A todos estos errores diplomáticos hay que sumar la gigantesca ceguera, seguramente culpable, de los grandes medios de comunicación, que han presentado las revueltas ucranianas como la justa efervescencia de un pueblo oprimido contra un gobierno títere (de Rusia) y dictatorial. Tal ha sido la visión transmitida además por numerosos portavoces oficiales de los Estados Unidos y de la Unión Europea. Esto ha calentado los ánimos y, lo que es más grave, ha situado la cuestión en un punto en el que es imposible entender nada.
Recordemos algunas cosas esenciales. Primera y ante todo: el gobierno del derrocado Yanukovich no era menos democrático que el de su predecesor Yuschenko. Fue elegido en unos comicios presidenciales celebrados en 2010 con las mismas garantías que otras convocatorias. Alentar la rebelión contra él ha sido tanto como entrometerse en la política interior de un país para subvertir el orden –insistamos- democrático. ¿Imagina alguien que la comunidad europea se hubiera manifestado en mayo del 68 contra el general De Gaulle y a favor de los revoltosos del Barrio Latino de París, hasta el punto de provocar el derrocamiento del presidente? Esto ha sido un poco lo mismo. Sin duda la democracia ucraniana es muy perfectible, pero, en cualquier caso, no estamos especialmente cualificados para mirar por encima del hombro a las democracias ajenas en países donde, como el nuestro, hay un grupo terrorista ocupando escaños y el gobierno de los jueces es elegido directamente por los partidos políticos. Pongamos las cosas en su sitio.
Ahora, con el país roto, la mitad pro-rusa de Ucrania vuelve los ojos a Moscú y el Kremlin, como es natural, se dispone a marcar territorio. Lo hará invocando el derecho de la minoría rusa a mantener su libertad. En Occidente se levantarán voces escandalizadas –y Obama ya ha advertido a Putin en ese sentido-, pero hay que recordar que una intervención rusa en Ucrania (por ejemplo, en Crimea) no haría sino seguir el ejemplo señalado por Occidente cuando intervino unilateralmente en Kosovo contra Serbia, que era un estado soberano. ¿Fue legítimo lo de Kosovo y sería ilegítimo lo de Crimea? Hipocresías no, por favor.

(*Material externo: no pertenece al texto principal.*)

//! Inline formatting of a single line.
//!
//! The line is refined in stages, each stage only looking at the plain text
//! left over by the previous one:
//!
//! 1. `$$…$$` display math
//! 2. `$…$` inline math
//! 3. `**…**` strong
//! 4. `*…*` emphasis
//!
//! Delimiters pair up left to right, shortest match first. A delimiter
//! without a partner stays literal text.

use crate::block::Span;
use crate::math::{MathMode, MathRenderer};

/// Split a line into formatted spans.
pub fn format(line: &str, math: &dyn MathRenderer) -> Vec<Span> {
    let spans = vec![Span::Text(line.to_string())];
    let spans = render_math(spans, "$$", MathMode::Display, math);
    let spans = render_math(spans, "$", MathMode::Inline, math);
    let spans = pair_delimiters(spans, "**", Span::Strong);
    emphasize(spans)
}

fn render_math(
    spans: Vec<Span>,
    delim: &str,
    mode: MathMode,
    math: &dyn MathRenderer,
) -> Vec<Span> {
    let mut out = Vec::with_capacity(spans.len());
    for span in spans {
        match span {
            Span::Text(text) => split_math(&text, delim, mode, math, &mut out),
            other => out.push(other),
        }
    }
    out
}

fn split_math(
    text: &str,
    delim: &str,
    mode: MathMode,
    math: &dyn MathRenderer,
    out: &mut Vec<Span>,
) {
    let mut rest = text;
    while let Some(open) = rest.find(delim) {
        let body_start = open + delim.len();
        let Some(len) = rest[body_start..].find(delim) else {
            break;
        };
        let body_end = body_start + len;
        let end = body_end + delim.len();

        push_text(out, &rest[..open]);
        let formula = &rest[body_start..body_end];
        match math.render(formula, mode) {
            Ok(markup) => out.push(Span::Math { mode, markup }),
            Err(err) => {
                log::debug!("leaving {:?} math unrendered: {}", formula, err);
                out.push(Span::Unrendered(rest[open..end].to_string()));
            }
        }
        rest = &rest[end..];
    }
    push_text(out, rest);
}

/// Wrap text between matching `delim` pairs with `wrap`.
///
/// Non-text spans are opaque: they can sit inside a run but never contain
/// a delimiter.
fn pair_delimiters(spans: Vec<Span>, delim: &str, wrap: fn(Vec<Span>) -> Span) -> Vec<Span> {
    let mut out = Vec::with_capacity(spans.len());
    let mut open: Option<Vec<Span>> = None;

    for span in spans {
        let text = match span {
            Span::Text(text) => text,
            atom => {
                open.as_mut().unwrap_or(&mut out).push(atom);
                continue;
            }
        };

        let mut rest = text.as_str();
        while let Some(at) = rest.find(delim) {
            match open.take() {
                None => {
                    push_text(&mut out, &rest[..at]);
                    open = Some(Vec::new());
                }
                Some(mut inner) => {
                    push_text(&mut inner, &rest[..at]);
                    out.push(wrap(inner));
                }
            }
            rest = &rest[at + delim.len()..];
        }
        push_text(open.as_mut().unwrap_or(&mut out), rest);
    }

    if let Some(inner) = open {
        // Unmatched opener: put it back as written
        push_text(&mut out, delim);
        for span in inner {
            match span {
                Span::Text(text) => push_text(&mut out, &text),
                other => out.push(other),
            }
        }
    }

    out
}

/// Apply `*…*` to the top level and inside every strong run.
fn emphasize(spans: Vec<Span>) -> Vec<Span> {
    pair_delimiters(spans, "*", Span::Emphasis)
        .into_iter()
        .map(emphasize_within)
        .collect()
}

fn emphasize_within(span: Span) -> Span {
    match span {
        Span::Strong(inner) => Span::Strong(emphasize(inner)),
        Span::Emphasis(inner) => Span::Emphasis(inner.into_iter().map(emphasize_within).collect()),
        other => other,
    }
}

/// Append text, merging with a preceding text span.
fn push_text(out: &mut Vec<Span>, text: &str) {
    if text.is_empty() {
        return;
    }
    if let Some(Span::Text(last)) = out.last_mut() {
        last.push_str(text);
    } else {
        out.push(Span::Text(text.to_string()));
    }
}

/// Concatenate the visible text of spans, with math shown as its markup.
pub fn plain_text(spans: &[Span]) -> String {
    let mut out = String::new();
    for span in spans {
        match span {
            Span::Text(text) | Span::Unrendered(text) => out.push_str(text),
            Span::Strong(inner) | Span::Emphasis(inner) => out.push_str(&plain_text(inner)),
            Span::Math { markup, .. } => out.push_str(markup),
        }
    }
    out
}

¿Qué hay detrás de todo esto? Intereses tan viejos como la política. Rusia está tratando de recomponer su área geopolítica después del hundimiento del sistema soviético y de la catástrofe del periodo Yeltsin (setenta años de infierno y nueve de prórroga). Esa recomposición pasa por crear espacios de cooperación preferente con Bielorrusia, Ucrania y Kazajistán, por organizar redes de influencia política y económica con sus vecinos asiáticos (empezando por China, y de ahí la Organización de Shanghai) y por plantear una alternativa multipolar a la hegemonía mundial norteamericana. Esa es su política y no puede ser otra, porque la política exterior de las grandes naciones, con frecuencia, obedece a leyes que no tienen que ver con ideologías ni con coyunturas, sino que nacen de intereses objetivos, materiales.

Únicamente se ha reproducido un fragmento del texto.